Characters jump about in cut scenes; sunlight filters through gaps in the wall of a cave deep underground; rocks have scenery visible inside them; your soldier appears with his hands gripping an invisible weapon, his finger exercising proper trigger discipline in thin air; story completion rests at 0% when you’ve just finished Act 3; the screen frequently freezes; there’s stuttering audio in conversations; and sometimes all your operator’s customised gear disappears during cut scenes.

Those aren’t the only issues. For a game so relentlessly based on swapping out equipment, there’s no way to mark or group select kit you want to sell or dismantle, leaving you with minutes of repeatedly choosing an item, holding down a button, choosing another item, and holding down another button. It’s the sort of thing that absolutely must have come up during play-testing, and is a baked-in feature of The Division 2, but conspicuous by its absence here, amidst a menu system that might charitably be called a rat’s nest.

There’s also the comedy-grade catalogue of microtransactional content, of which the season passes are only the start. The game is so desperate for you to spend more money it tries to tempt you into buying sets of rifles, scopes, handguns, attachments, gun blueprints, melee weapons, and even skill points. Yes, you can buy skill points to save you from the bother of actually having to play the game. And while you can earn plenty of weapons and upgrades in-game, some are firmly locked behind paywalls, a sharp slap in the face when you’ve already paid circa £60 to be there in the first place.

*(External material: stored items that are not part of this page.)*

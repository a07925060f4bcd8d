//! Coordinator module - active source selection, working set and status.

mod coordinator_model;
mod coordinator_service;
mod working_set;


pub use coordinator_model::{CoordinatorState, OperationOutcome};
pub use coordinator_service::SourceCoordinator;
pub use working_set::{ResidentVehicle, WorkingSet};
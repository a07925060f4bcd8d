use serde::{Deserialize, Serialize};

use crate::errors::ErrorKind;
use crate::settings::SourceKind;

/// Result of a single coordinator operation.
///
/// Operations never return `Err`: a failure leaves `data` empty, records the
/// error kind in `failure` and explains it in `status`.
#[derive(Debug, Clone, PartialEq)]
pub struct OperationOutcome<T> {
    pub data: Option<T>,
    pub status: String,
    pub failure: Option<ErrorKind>,
}

impl<T> OperationOutcome<T> {
    pub fn success(data: T, status: impl Into<String>) -> Self {
        Self {
            data: Some(data),
            status: status.into(),
            failure: None,
        }
    }

    pub fn failed(kind: ErrorKind, status: impl Into<String>) -> Self {
        Self {
            data: None,
            status: status.into(),
            failure: Some(kind),
        }
    }

    pub fn is_success(&self) -> bool {
        self.failure.is_none()
    }
}

/// Observable snapshot of a coordinator.
#[derive(Debug, Clone, PartialEq, Eq, Serialize, Deserialize)]
#[serde(rename_all = "camelCase")]
pub struct CoordinatorState {
    /// Store that serves every operation.
    pub source: SourceKind,
    /// True when the preferred store failed and the fixture took over.
    pub fell_back: bool,
    pub loading: bool,
    pub status: String,
    /// Number of records in the working set.
    pub vehicle_count: usize,
}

Ghost Recon Breakpoint (PS4) – beards vs. masks

There are welcome changes too, though. With no actual nations involved, there’s none of Wildlands’ jingoism. It’s also less focused on the masturbatory worship of military hardware; it’s still all about guns, body armour, and tactical trousers, but the looter shooter gear rush means you never have any piece of kit long enough to develop a fetishistic attachment to it. It will still be catnip to those who enjoy playing milsim Barbie dress-up, but it’s hard to imagine that faction being in the majority.

Behind all the glitches, contradictions, and hard sell, there are excellent moments of gaming to be had as you silently take out guards on a high-tech fortress, sneak into a heavily guarded base to hack a computer without being spotted, or simply trot through the woods picking off patrols for sport, whether solo or with friends. It’s engaging and does genuinely have its own distinct feel compared with past outings in the series.

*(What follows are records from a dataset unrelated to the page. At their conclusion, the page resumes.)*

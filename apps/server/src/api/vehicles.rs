use std::sync::Arc;

use axum::{
    extract::{rejection::JsonRejection, rejection::PathRejection, Path, Query, State},
    http::StatusCode,
    routing::get,
    Json, Router,
};
use serde::{Deserialize, Serialize};
use vehiclemanager_core::envelope::ApiResponse;
use vehiclemanager_core::errors::ErrorKind;
use vehiclemanager_core::vehicles::{Vehicle, VehicleFields};
use vehiclemanager_core::OperationOutcome;

use crate::{
    error::{ApiError, ApiResult},
    main_lib::AppState,
};

type Envelope<T> = (StatusCode, Json<ApiResponse<T>>);

#[derive(Debug, Deserialize)]
pub struct SearchQuery {
    pub search: Option<String>,
}

/// Wraps a successful outcome in the envelope, or turns the failure into
/// an error response.
fn respond<T: Serialize>(
    outcome: OperationOutcome<T>,
    status: StatusCode,
    message: &str,
) -> ApiResult<Envelope<T>> {
    match (outcome.failure, outcome.data) {
        (None, Some(data)) => Ok((status, Json(ApiResponse::success(message, data)))),
        (Some(kind), _) => Err(ApiError::Failed {
            kind,
            status: outcome.status,
        }),
        (None, None) => Err(ApiError::Failed {
            kind: ErrorKind::Protocol,
            status: outcome.status,
        }),
    }
}

fn vehicle_id(path: Result<Path<i64>, PathRejection>) -> ApiResult<i64> {
    path.map(|Path(id)| id)
        .map_err(|_| ApiError::BadRequest("Invalid vehicle id".to_string()))
}

fn vehicle_body(body: Result<Json<VehicleFields>, JsonRejection>) -> ApiResult<VehicleFields> {
    body.map(|Json(fields)| fields)
        .map_err(|_| ApiError::BadRequest("Invalid JSON data".to_string()))
}

async fn list_vehicles(
    State(state): State<Arc<AppState>>,
    Query(query): Query<SearchQuery>,
) -> ApiResult<Envelope<Vec<Vehicle>>> {
    match query.search.as_deref().map(str::trim) {
        Some(text) if !text.is_empty() => respond(
            state.coordinator.search(text).await,
            StatusCode::OK,
            "Search completed successfully",
        ),
        _ => respond(
            state.coordinator.list().await,
            StatusCode::OK,
            "Vehicles retrieved successfully",
        ),
    }
}

async fn create_vehicle(
    State(state): State<Arc<AppState>>,
    body: Result<Json<VehicleFields>, JsonRejection>,
) -> ApiResult<Envelope<Vehicle>> {
    let fields = vehicle_body(body)?;
    respond(
        state.coordinator.create(fields).await,
        StatusCode::CREATED,
        "Vehicle created successfully",
    )
}

async fn get_vehicle(
    State(state): State<Arc<AppState>>,
    path: Result<Path<i64>, PathRejection>,
) -> ApiResult<Envelope<Vehicle>> {
    let id = vehicle_id(path)?;
    respond(
        state.coordinator.get(id).await,
        StatusCode::OK,
        "Vehicle retrieved successfully",
    )
}

async fn update_vehicle(
    State(state): State<Arc<AppState>>,
    path: Result<Path<i64>, PathRejection>,
    body: Result<Json<VehicleFields>, JsonRejection>,
) -> ApiResult<Envelope<Vehicle>> {
    let id = vehicle_id(path)?;
    let fields = vehicle_body(body)?;
    respond(
        state.coordinator.update(id, fields).await,
        StatusCode::OK,
        "Vehicle updated successfully",
    )
}

async fn delete_vehicle(
    State(state): State<Arc<AppState>>,
    path: Result<Path<i64>, PathRejection>,
) -> ApiResult<Envelope<()>> {
    let id = vehicle_id(path)?;
    respond(
        state.coordinator.delete(id).await,
        StatusCode::OK,
        "Vehicle deleted successfully",
    )
}

pub async fn method_not_allowed() -> ApiError {
    ApiError::MethodNotAllowed
}

pub fn router() -> Router<Arc<AppState>> {
    Router::new()
        .route(
            "/vehicles",
            get(list_vehicles)
                .post(create_vehicle)
                .fallback(method_not_allowed),
        )
        .route(
            "/vehicles/{id}",
            get(get_vehicle)
                .put(update_vehicle)
                .delete(delete_vehicle)
                .fallback(method_not_allowed),
        )
}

There’s also a cornucopia of stuff to explore. 4v4 Ghost Wars, daily faction missions with their own mostly cosmetic reward structures, side missions, roadside incidents, and a very large – if slightly empty-feeling – landmass to see by foot, helicopter, boat, and road. You’ll find points of interest, huge abandoned buildings, and the infrastructure of a technology company big enough to construct a drone army.

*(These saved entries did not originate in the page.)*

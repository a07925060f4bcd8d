use log::{error, info};
use std::fs;
use std::path::Path;
use std::sync::Arc;
use std::time::Duration;

use diesel::connection::{Connection, SimpleConnection};
use diesel::r2d2::{self, ConnectionManager, Pool, PooledConnection};
use diesel::sqlite::SqliteConnection;
use diesel_migrations::{embed_migrations, EmbeddedMigrations, MigrationHarness};

use crate::errors::IntoCore;
use vehiclemanager_core::errors::{DatabaseError, Error, Result};

const MIGRATIONS: EmbeddedMigrations = embed_migrations!();

pub type DbPool = r2d2::Pool<ConnectionManager<SqliteConnection>>;
pub type DbConnection = PooledConnection<ConnectionManager<SqliteConnection>>;

pub mod write_actor;
pub use write_actor::{spawn_writer, WriteHandle};

/// Prepares the database file at `db_path`, creating its directory if
/// needed, and switches it to WAL mode.
pub fn init(db_path: &str) -> Result<String> {
    if let Some(db_dir) = Path::new(db_path).parent() {
        if !db_dir.as_os_str().is_empty() && !db_dir.exists() {
            fs::create_dir_all(db_dir).map_err(|e| {
                error!("Failed to create database directory {:?}: {}", db_dir, e);
                Error::Database(DatabaseError::ConnectionFailed(e.to_string()))
            })?;
        }
    }

    {
        let mut conn = SqliteConnection::establish(db_path).into_core()?;
        conn.batch_execute(
            "
            PRAGMA journal_mode = WAL;
            PRAGMA busy_timeout = 30000;
            PRAGMA synchronous  = NORMAL;
        ",
        )
        .into_core()?;
    }

    Ok(db_path.to_string())
}

/// Builds the connection pool. `timeout` bounds how long a caller waits for
/// a free connection.
pub fn create_pool(db_path: &str, timeout: Duration) -> Result<Arc<DbPool>> {
    let manager = ConnectionManager::<SqliteConnection>::new(db_path);
    let pool = r2d2::Pool::builder()
        .max_size(8)
        .min_idle(Some(1)) // Keep at least one connection ready
        .connection_timeout(timeout)
        .connection_customizer(Box::new(ConnectionCustomizer {}))
        .build(manager)
        .map_err(|e| Error::Database(DatabaseError::PoolCreationFailed(e.to_string())))?;
    Ok(Arc::new(pool))
}

pub fn run_migrations(pool: &DbPool) -> Result<()> {
    info!("Running database migrations");
    let mut connection = get_connection(pool)?;

    let result = connection.run_pending_migrations(MIGRATIONS).map_err(|e| {
        error!("Database migration failed: {}", e);
        Error::Database(DatabaseError::MigrationFailed(e.to_string()))
    })?;

    if result.is_empty() {
        info!("No pending migrations to apply.");
    } else {
        info!("Applied the following migrations:");
        for migration_version in &result {
            info!("  - {}", migration_version);
        }
    }

    Ok(())
}

pub fn get_connection(pool: &Pool<ConnectionManager<SqliteConnection>>) -> Result<DbConnection> {
    pool.get().into_core()
}

#[derive(Debug)]
struct ConnectionCustomizer;

impl r2d2::CustomizeConnection<SqliteConnection, r2d2::Error> for ConnectionCustomizer {
    fn on_acquire(&self, conn: &mut SqliteConnection) -> std::result::Result<(), r2d2::Error> {
        conn.batch_execute(
            "
            PRAGMA busy_timeout = 30000;
            PRAGMA synchronous = NORMAL;
        ",
        )
        .map_err(r2d2::Error::QueryError)?;

        Ok(())
    }
}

As with any game as a service, a great many complaints will no doubt be addressed as Breakpoint matures. The Division at launch was a bit of a mess, and that eventually became a force to be reckoned with. Still, it’s depressing to see yet another AAA game released before it’s ready, and one where some of those flaws are inspired only by the greed of the publisher.



Tom Clancy’s Ghost Recon Breakpoint review

In Short: Something of a greatest hits collection of ideas from Ubisoft’s other open world games but it also has some fun new ideas of its own… as well as a mountain of glitches and microtransactions.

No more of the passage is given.